Extracted information:
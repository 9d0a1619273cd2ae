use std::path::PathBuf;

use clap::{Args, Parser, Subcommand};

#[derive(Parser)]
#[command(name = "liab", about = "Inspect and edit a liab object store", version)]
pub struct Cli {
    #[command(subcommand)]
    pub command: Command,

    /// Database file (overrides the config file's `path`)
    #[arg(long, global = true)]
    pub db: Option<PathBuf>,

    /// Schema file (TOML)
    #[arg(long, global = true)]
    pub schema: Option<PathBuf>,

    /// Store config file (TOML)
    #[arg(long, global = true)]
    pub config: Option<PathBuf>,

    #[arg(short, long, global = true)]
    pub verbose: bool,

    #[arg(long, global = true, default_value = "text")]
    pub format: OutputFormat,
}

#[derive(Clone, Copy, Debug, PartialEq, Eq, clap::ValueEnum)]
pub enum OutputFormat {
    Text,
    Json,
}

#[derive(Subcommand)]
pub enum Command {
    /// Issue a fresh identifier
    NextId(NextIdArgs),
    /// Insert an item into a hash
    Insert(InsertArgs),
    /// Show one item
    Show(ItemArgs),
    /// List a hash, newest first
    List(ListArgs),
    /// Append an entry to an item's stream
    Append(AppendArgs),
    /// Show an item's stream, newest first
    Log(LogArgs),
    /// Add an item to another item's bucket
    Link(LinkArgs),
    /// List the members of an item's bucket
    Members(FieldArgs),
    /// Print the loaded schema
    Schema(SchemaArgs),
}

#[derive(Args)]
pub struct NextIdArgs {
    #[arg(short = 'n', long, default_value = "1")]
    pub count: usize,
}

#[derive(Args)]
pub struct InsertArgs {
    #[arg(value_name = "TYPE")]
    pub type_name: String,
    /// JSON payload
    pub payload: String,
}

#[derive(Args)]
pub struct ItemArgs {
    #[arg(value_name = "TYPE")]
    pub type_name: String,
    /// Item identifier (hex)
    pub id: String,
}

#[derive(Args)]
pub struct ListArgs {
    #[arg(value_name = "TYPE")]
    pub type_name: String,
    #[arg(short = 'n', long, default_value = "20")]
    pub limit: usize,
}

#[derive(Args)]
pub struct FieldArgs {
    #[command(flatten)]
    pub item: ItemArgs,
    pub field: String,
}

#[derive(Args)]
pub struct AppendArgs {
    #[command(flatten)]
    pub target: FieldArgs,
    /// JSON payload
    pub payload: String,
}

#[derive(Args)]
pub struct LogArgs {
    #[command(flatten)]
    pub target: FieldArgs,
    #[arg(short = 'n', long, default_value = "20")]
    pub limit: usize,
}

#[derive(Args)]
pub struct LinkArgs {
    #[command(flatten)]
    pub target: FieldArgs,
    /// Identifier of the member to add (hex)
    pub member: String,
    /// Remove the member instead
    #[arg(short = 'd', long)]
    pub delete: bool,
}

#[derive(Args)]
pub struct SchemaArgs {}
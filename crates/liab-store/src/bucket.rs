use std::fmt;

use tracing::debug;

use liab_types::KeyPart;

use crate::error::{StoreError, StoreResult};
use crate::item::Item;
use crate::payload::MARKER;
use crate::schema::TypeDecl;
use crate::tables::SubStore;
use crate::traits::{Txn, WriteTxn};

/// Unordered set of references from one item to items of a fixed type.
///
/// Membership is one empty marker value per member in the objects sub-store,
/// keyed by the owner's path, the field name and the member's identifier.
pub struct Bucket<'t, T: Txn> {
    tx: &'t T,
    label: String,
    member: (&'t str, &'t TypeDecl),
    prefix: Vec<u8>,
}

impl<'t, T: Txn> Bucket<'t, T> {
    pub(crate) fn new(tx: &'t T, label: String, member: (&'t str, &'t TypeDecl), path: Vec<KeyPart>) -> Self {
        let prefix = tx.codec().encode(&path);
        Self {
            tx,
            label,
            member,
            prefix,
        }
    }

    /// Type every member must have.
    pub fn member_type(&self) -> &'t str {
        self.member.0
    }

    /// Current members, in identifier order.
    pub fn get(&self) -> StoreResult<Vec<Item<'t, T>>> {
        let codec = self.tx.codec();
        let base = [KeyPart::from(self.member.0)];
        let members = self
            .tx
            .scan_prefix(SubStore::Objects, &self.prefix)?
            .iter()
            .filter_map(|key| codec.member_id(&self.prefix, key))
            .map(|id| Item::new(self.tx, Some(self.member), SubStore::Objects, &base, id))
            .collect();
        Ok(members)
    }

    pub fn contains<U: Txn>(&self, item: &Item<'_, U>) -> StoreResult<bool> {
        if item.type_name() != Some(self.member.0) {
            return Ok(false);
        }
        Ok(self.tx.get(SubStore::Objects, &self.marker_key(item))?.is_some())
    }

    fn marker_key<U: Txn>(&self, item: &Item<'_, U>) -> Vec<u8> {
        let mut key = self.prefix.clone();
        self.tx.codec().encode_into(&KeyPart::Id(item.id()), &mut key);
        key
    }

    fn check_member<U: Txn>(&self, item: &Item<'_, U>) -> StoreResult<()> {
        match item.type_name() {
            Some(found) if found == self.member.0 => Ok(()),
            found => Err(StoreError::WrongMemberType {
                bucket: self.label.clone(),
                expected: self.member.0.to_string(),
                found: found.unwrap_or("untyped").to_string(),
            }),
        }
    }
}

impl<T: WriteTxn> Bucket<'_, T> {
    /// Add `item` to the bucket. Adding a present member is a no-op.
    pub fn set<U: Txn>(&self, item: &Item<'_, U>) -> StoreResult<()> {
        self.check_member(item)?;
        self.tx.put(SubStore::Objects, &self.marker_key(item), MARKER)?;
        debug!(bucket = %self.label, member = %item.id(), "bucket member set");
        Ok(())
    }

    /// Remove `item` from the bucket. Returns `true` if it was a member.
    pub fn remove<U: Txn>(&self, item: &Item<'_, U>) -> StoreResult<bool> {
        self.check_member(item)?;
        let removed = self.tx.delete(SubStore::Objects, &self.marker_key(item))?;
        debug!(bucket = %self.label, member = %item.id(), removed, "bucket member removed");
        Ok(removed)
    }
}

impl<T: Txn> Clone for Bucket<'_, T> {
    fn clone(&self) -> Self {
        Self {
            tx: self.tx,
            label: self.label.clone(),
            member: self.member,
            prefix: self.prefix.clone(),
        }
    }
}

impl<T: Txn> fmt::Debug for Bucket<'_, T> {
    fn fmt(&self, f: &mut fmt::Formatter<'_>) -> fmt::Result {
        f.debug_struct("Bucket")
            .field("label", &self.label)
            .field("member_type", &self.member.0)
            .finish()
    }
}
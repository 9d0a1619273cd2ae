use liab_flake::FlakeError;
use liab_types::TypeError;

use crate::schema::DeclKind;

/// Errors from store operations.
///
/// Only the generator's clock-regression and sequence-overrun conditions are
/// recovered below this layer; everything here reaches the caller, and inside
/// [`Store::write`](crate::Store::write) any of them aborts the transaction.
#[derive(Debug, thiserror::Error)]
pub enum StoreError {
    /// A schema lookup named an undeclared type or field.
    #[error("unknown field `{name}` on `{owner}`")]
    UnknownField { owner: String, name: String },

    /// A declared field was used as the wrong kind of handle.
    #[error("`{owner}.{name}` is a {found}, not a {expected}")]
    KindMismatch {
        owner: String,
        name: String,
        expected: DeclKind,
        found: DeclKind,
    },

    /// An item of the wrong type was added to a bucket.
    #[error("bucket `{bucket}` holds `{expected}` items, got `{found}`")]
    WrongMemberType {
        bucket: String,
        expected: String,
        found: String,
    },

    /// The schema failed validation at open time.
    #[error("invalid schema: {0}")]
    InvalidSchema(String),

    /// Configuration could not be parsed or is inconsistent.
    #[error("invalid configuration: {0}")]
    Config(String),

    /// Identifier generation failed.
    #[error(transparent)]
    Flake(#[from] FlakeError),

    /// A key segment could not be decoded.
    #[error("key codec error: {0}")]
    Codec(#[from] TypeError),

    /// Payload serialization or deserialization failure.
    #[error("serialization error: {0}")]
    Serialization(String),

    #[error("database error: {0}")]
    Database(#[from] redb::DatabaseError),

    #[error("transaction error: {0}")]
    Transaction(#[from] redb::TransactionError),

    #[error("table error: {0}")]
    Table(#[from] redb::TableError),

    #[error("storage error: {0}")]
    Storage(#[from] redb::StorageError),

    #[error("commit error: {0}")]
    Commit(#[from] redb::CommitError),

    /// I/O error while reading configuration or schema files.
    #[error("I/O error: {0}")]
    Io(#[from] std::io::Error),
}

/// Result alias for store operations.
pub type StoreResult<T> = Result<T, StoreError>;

---

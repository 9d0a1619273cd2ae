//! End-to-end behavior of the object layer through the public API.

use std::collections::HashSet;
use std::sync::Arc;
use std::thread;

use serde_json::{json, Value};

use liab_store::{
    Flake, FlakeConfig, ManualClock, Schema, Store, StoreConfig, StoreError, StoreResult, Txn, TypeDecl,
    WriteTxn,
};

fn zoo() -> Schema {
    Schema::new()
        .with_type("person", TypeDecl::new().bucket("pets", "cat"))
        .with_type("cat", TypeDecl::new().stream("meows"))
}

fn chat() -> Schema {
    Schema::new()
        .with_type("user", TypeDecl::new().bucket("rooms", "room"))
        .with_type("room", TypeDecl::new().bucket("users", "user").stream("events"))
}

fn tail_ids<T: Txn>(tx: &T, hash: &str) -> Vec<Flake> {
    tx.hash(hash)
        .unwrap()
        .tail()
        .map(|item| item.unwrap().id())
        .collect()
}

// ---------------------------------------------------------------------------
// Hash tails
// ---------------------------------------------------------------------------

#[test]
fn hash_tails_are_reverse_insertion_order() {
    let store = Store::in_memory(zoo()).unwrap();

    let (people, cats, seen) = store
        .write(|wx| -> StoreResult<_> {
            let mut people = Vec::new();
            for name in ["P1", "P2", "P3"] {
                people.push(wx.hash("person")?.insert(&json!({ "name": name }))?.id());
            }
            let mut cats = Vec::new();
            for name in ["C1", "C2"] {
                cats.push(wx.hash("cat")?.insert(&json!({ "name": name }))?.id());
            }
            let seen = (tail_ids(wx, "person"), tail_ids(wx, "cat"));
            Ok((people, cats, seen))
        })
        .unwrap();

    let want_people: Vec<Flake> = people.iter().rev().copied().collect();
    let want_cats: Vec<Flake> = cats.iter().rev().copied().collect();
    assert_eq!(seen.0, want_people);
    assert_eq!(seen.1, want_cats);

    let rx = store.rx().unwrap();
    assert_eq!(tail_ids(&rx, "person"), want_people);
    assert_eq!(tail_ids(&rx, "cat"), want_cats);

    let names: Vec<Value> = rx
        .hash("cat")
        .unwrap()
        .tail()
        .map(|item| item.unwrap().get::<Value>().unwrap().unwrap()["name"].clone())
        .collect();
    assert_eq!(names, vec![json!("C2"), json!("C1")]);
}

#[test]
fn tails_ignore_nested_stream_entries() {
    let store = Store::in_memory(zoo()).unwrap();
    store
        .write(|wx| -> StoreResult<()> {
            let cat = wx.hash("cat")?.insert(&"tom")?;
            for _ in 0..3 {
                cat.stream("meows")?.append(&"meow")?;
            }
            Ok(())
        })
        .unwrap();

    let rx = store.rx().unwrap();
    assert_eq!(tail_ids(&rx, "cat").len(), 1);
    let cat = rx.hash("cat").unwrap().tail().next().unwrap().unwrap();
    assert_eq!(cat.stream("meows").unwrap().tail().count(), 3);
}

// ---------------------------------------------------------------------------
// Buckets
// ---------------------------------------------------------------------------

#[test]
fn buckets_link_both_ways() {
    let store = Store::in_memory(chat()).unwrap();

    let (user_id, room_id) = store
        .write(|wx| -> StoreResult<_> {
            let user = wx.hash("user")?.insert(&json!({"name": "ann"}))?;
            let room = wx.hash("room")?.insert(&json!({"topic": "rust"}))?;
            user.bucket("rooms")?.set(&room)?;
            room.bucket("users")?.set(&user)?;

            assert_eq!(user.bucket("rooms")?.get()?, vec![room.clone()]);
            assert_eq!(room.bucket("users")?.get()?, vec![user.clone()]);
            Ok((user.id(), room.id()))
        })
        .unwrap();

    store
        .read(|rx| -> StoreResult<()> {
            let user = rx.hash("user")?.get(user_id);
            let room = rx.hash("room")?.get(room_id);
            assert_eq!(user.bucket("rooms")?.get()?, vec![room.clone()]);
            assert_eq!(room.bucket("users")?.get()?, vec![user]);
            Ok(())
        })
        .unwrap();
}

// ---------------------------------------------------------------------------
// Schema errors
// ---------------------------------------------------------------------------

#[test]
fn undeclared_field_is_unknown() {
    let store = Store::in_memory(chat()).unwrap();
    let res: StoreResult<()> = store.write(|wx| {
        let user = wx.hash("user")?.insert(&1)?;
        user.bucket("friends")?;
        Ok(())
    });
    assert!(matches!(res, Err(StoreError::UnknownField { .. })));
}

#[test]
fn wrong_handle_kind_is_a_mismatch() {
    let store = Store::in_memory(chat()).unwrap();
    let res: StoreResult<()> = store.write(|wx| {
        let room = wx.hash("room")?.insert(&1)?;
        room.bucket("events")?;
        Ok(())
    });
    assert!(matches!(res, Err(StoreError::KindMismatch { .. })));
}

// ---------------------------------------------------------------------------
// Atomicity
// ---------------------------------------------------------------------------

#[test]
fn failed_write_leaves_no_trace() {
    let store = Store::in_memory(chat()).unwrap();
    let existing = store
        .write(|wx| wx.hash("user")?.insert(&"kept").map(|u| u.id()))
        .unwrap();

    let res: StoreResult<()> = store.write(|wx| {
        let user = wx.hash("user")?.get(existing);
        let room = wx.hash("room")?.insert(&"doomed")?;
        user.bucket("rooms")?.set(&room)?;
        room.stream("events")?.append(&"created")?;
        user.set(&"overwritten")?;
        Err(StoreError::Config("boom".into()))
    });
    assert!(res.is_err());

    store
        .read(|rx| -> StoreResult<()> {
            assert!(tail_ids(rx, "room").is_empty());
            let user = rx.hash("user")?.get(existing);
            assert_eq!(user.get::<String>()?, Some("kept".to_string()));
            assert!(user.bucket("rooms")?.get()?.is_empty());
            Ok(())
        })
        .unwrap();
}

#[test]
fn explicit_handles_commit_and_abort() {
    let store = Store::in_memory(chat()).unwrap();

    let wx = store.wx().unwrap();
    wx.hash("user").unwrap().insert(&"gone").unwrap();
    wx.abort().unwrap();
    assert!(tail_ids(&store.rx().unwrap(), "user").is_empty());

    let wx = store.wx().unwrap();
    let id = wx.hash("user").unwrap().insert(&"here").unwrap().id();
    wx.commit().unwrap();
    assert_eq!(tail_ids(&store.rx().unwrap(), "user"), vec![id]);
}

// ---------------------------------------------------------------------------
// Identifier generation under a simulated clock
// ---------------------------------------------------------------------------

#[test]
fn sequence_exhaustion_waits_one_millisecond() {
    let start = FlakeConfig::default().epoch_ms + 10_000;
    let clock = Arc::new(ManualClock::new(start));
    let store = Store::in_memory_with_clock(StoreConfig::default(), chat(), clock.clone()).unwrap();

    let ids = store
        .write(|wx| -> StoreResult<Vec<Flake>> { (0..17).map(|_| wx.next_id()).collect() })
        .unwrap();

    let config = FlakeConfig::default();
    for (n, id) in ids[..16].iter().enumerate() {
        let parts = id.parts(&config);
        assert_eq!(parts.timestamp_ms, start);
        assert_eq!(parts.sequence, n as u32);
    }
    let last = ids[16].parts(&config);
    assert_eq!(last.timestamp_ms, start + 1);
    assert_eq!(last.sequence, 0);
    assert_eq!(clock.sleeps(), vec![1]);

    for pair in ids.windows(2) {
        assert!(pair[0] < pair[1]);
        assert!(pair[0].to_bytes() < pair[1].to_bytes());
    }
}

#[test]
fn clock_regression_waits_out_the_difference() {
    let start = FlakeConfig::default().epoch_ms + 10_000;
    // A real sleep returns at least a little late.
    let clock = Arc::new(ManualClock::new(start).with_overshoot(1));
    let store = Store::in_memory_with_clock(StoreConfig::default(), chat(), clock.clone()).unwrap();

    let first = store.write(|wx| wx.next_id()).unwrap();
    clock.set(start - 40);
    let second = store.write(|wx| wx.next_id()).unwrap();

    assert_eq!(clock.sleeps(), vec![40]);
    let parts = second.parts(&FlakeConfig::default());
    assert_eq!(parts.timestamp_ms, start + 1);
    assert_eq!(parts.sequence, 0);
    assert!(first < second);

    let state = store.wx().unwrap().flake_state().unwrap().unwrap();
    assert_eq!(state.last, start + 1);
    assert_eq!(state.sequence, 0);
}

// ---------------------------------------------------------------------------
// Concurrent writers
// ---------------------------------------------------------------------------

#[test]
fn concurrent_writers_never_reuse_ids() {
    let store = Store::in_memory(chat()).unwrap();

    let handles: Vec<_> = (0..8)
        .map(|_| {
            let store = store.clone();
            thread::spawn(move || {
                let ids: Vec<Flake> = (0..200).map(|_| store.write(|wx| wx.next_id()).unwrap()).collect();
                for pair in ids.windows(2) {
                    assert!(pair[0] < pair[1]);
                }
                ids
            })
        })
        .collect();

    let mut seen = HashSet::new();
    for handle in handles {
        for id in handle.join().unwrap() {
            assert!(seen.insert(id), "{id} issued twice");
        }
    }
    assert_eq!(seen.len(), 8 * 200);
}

--

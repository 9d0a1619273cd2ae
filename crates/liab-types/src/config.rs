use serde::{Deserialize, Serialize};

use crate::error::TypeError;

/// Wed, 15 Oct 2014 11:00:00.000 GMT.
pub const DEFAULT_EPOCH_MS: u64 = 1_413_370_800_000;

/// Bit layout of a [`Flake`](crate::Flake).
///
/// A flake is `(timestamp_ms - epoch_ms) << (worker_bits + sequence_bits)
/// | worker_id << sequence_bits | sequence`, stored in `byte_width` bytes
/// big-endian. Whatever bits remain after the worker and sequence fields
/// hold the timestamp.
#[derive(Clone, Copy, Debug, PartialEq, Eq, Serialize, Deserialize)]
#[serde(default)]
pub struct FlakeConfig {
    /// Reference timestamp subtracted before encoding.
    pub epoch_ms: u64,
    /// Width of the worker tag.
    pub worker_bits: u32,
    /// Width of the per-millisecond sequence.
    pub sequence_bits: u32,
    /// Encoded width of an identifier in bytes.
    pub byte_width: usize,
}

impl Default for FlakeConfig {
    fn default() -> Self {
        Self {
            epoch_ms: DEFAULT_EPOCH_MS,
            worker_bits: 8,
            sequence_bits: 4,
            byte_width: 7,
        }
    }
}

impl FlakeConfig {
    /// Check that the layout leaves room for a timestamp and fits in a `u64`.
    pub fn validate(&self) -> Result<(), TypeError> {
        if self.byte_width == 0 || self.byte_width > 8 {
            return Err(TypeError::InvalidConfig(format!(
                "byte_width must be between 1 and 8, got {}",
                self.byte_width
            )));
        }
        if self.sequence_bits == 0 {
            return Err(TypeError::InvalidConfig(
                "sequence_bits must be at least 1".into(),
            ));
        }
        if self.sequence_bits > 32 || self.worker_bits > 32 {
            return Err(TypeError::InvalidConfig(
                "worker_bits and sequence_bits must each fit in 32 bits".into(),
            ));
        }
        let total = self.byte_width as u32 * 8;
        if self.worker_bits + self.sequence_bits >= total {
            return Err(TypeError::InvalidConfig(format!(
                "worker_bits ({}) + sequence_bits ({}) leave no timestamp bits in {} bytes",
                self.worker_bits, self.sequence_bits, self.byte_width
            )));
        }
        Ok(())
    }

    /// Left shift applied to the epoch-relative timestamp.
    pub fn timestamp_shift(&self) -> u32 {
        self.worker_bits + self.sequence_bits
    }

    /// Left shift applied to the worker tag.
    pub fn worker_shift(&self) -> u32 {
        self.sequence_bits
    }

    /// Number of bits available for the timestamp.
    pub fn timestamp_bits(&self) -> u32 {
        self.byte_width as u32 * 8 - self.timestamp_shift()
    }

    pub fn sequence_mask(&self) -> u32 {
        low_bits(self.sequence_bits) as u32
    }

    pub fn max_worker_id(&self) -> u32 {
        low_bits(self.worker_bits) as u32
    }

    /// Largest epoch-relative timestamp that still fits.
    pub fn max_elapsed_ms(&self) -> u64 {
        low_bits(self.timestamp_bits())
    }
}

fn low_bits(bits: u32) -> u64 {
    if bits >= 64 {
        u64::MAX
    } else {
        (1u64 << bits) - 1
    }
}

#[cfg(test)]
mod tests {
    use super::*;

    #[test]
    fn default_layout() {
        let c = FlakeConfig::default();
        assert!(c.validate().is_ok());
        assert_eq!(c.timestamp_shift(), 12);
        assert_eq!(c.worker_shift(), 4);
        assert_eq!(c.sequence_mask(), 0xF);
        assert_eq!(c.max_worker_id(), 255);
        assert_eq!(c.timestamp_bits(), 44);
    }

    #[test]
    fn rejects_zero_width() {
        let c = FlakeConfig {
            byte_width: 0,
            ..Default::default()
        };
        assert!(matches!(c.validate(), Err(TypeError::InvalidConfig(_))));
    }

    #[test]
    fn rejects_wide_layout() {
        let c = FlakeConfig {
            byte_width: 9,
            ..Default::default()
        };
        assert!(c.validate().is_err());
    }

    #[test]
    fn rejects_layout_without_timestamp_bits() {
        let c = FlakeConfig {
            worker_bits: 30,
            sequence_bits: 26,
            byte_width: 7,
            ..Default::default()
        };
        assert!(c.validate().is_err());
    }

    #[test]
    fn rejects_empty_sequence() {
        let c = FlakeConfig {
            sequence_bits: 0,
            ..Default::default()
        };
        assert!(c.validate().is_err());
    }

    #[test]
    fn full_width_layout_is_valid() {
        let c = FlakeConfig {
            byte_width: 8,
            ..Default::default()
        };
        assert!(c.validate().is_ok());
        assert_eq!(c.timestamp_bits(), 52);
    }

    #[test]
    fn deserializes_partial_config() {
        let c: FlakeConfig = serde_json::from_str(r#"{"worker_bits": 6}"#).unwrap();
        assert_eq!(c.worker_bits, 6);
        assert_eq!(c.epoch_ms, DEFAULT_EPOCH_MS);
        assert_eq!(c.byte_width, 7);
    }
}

Aim of the exercise: Give an exact copy of the lines above from the line with "SubStore::Objects, &base, id))" up to and including the line with "fn marker_key<U: Txn>(&self, item: &Item<'_, U>)", and leave everything else out.

Answer section:
            .map(|id| Item::new(self.tx, Some(self.member), SubStore::Objects, &base, id))
            .collect();
        Ok(members)
    }

    pub fn contains<U: Txn>(&self, item: &Item<'_, U>) -> StoreResult<bool> {
        if item.type_name() != Some(self.member.0) {
            return Ok(false);
        }
        Ok(self.tx.get(SubStore::Objects, &self.marker_key(item))?.is_some())
    }

    fn marker_key<U: Txn>(&self, item: &Item<'_, U>) -> Vec<u8> {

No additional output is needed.